What made the offer even more attractive was generous guaranteed ten-year feed-in tariffs for wind power that the Danish government introduced in the 1990s. “Relatively high energy prices means it pays for people to buy shares in wind turbines and convert from fossil fuel heating,” adds Hermansen.
Now, between 10 and 15 percent of the population owns shares in their primary source of energy, and they make a return on investment of between 6 and 8 percent, he says.
There are 11 onshore wind turbines on Samsø, spread discretely over 4 different sites and providing 11 Megawatts of capacity. Each turbine can power 630 houses. Samsø negotiated a special dispensation that allowed taller turbines meaning fewer were needed. Offshore there are 10 even larger turbines with a capacity of 23 Megawatts.
The offshore turbines are more productive: they produce 3500 Megawatt hours of electricity per Megawatt of capacity while the land-based turbines generate a third less power per Megawatt.
Thanks to the turbines the original objectives to replace dirty electricity and offset vehicle emissions have been “met in full”, according to the Samsø Energy Academy ten-year assessment.

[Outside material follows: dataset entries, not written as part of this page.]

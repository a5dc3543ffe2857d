//! Transport fault classification.
//!
//! # Responsibilities
//! - Decide whether an error means the channel itself is unusable
//! - Tag the fault with a category for the "same fault twice" check
//! - Recognise "endpoint unreachable" so creation can back off and retry

use std::borrow::Cow;
use std::error::Error as StdError;
use std::fmt;
use std::io;

use crate::channel::CommunicationState;
use crate::error::{TransportError, TransportErrorKind};

/// How a transport fault affects the lifecycle.
#[derive(Debug, Clone, Copy, PartialEq, Eq, Hash)]
pub enum FaultKind {
    /// Nothing answered at the endpoint; creation may retry with backoff.
    EndpointUnreachable,
    /// The channel broke; it should be disposed and recreated.
    Transport,
}

/// Fine-grained tag compared between consecutive faults of one operation.
#[derive(Debug, Clone, PartialEq, Eq, Hash)]
pub struct FaultCategory(Cow<'static, str>);

impl FaultCategory {
    pub fn new(tag: impl Into<Cow<'static, str>>) -> Self {
        Self(tag.into())
    }

    pub fn as_str(&self) -> &str {
        &self.0
    }
}

impl fmt::Display for FaultCategory {
    fn fmt(&self, f: &mut fmt::Formatter<'_>) -> fmt::Result {
        f.write_str(&self.0)
    }
}

/// A classified transport fault.
#[derive(Debug, Clone, PartialEq, Eq)]
pub struct Fault {
    pub kind: FaultKind,
    pub category: FaultCategory,
}

impl Fault {
    pub fn transport(category: impl Into<Cow<'static, str>>) -> Self {
        Self {
            kind: FaultKind::Transport,
            category: FaultCategory::new(category),
        }
    }

    pub fn endpoint_unreachable(category: impl Into<Cow<'static, str>>) -> Self {
        Self {
            kind: FaultKind::EndpointUnreachable,
            category: FaultCategory::new(category),
        }
    }
}

/// Decides whether a single error is a transport fault.
///
/// Implementations look at one error only; [`classify_chain`] walks the
/// `source()` chain and returns the first match.
pub trait FaultClassifier: Send + Sync {
    fn classify(
        &self,
        error: &(dyn StdError + 'static),
        reported_state: Option<CommunicationState>,
    ) -> Option<Fault>;
}

impl<F> FaultClassifier for F
where
    F: Fn(&(dyn StdError + 'static), Option<CommunicationState>) -> Option<Fault> + Send + Sync,
{
    fn classify(
        &self,
        error: &(dyn StdError + 'static),
        reported_state: Option<CommunicationState>,
    ) -> Option<Fault> {
        self(error, reported_state)
    }
}

/// Walk `error` and its causes, returning the first transport fault found.
pub fn classify_chain(
    classifier: &dyn FaultClassifier,
    error: &(dyn StdError + 'static),
    reported_state: Option<CommunicationState>,
) -> Option<Fault> {
    let mut current: Option<&(dyn StdError + 'static)> = Some(error);
    while let Some(err) = current {
        if let Some(fault) = classifier.classify(err, reported_state) {
            return Some(fault);
        }
        current = err.source();
    }
    None
}

/// Classifier that understands [`TransportError`] and connection-level
/// `std::io::Error`s.
///
/// When nothing in the chain matches but the channel reports itself as
/// faulted, the error is treated as a `faulted` transport fault.
#[derive(Debug, Clone, Copy, Default)]
pub struct DefaultFaultClassifier;

impl DefaultFaultClassifier {
    fn classify_io(err: &io::Error) -> Option<Fault> {
        match err.kind() {
            io::ErrorKind::ConnectionRefused | io::ErrorKind::AddrNotAvailable => {
                Some(Fault::endpoint_unreachable("io_connection_refused"))
            }
            io::ErrorKind::ConnectionReset => Some(Fault::transport("io_connection_reset")),
            io::ErrorKind::ConnectionAborted => Some(Fault::transport("io_connection_aborted")),
            io::ErrorKind::BrokenPipe => Some(Fault::transport("io_broken_pipe")),
            io::ErrorKind::NotConnected => Some(Fault::transport("io_not_connected")),
            io::ErrorKind::TimedOut => Some(Fault::transport("io_timed_out")),
            io::ErrorKind::UnexpectedEof => Some(Fault::transport("io_unexpected_eof")),
            _ => None,
        }
    }
}

impl FaultClassifier for DefaultFaultClassifier {
    fn classify(
        &self,
        error: &(dyn StdError + 'static),
        reported_state: Option<CommunicationState>,
    ) -> Option<Fault> {
        if let Some(transport) = error.downcast_ref::<TransportError>() {
            let category = transport.kind.as_str();
            return Some(match transport.kind {
                TransportErrorKind::EndpointNotFound => Fault::endpoint_unreachable(category),
                _ => Fault::transport(category),
            });
        }
        if let Some(io_err) = error.downcast_ref::<io::Error>() {
            if let Some(fault) = Self::classify_io(io_err) {
                return Some(fault);
            }
        }
        // The state fallback applies to the innermost cause only, after every
        // link has had its chance to classify concretely.
        if reported_state == Some(CommunicationState::Faulted) && error.source().is_none() {
            return Some(Fault::transport(TransportErrorKind::Faulted.as_str()));
        }
        None
    }
}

This success has also encouraged Samsingers to back other elements of the energy plan, such as district heating systems running on straw and wood chips from Samsø farms for example.
The next step is improving electricity storage and distribution. The Samsingers are testing whether surplus wind electricity can be diverted to power heat pumps or even charge electric vehicles.
Think locally, act locally
Could the Samsø experiment be replicated elsewhere? Is it affordable?
Yes, say Sørensen and Hermansen, but you need the feed-in tariffs and mixed ownership, a rural setting, and the right physical and legal infrastructure.
“In Denmark utilities are obliged to buy from wind turbines so they have to extend grid connections to those turbines,” Hermansen explains. “Without that law, it can be a problem. Politicians need to make up their minds. Energy companies have too much power, which is bad for development.”
Samsø’s wind installations have cost 42 million euros in total: that’s about 13,000 euros per Samsinger, with government subsidies of about 1000 euros per head.
Based on these costs, the Samsø Energy Academy estimates that for the whole of Denmark to go to 100 percent renewable energy would cost about 89 billion euros, which would be paid off in 11 years.
No country will go 100 percent renewables anytime soon, but Samsø shows that at the local level extraordinary things are possible—Hermansen’s motto is “think locally, act locally”. Sørensen says the message of the Samsø revolution is crystal clear: “Do what you can do and do it now.”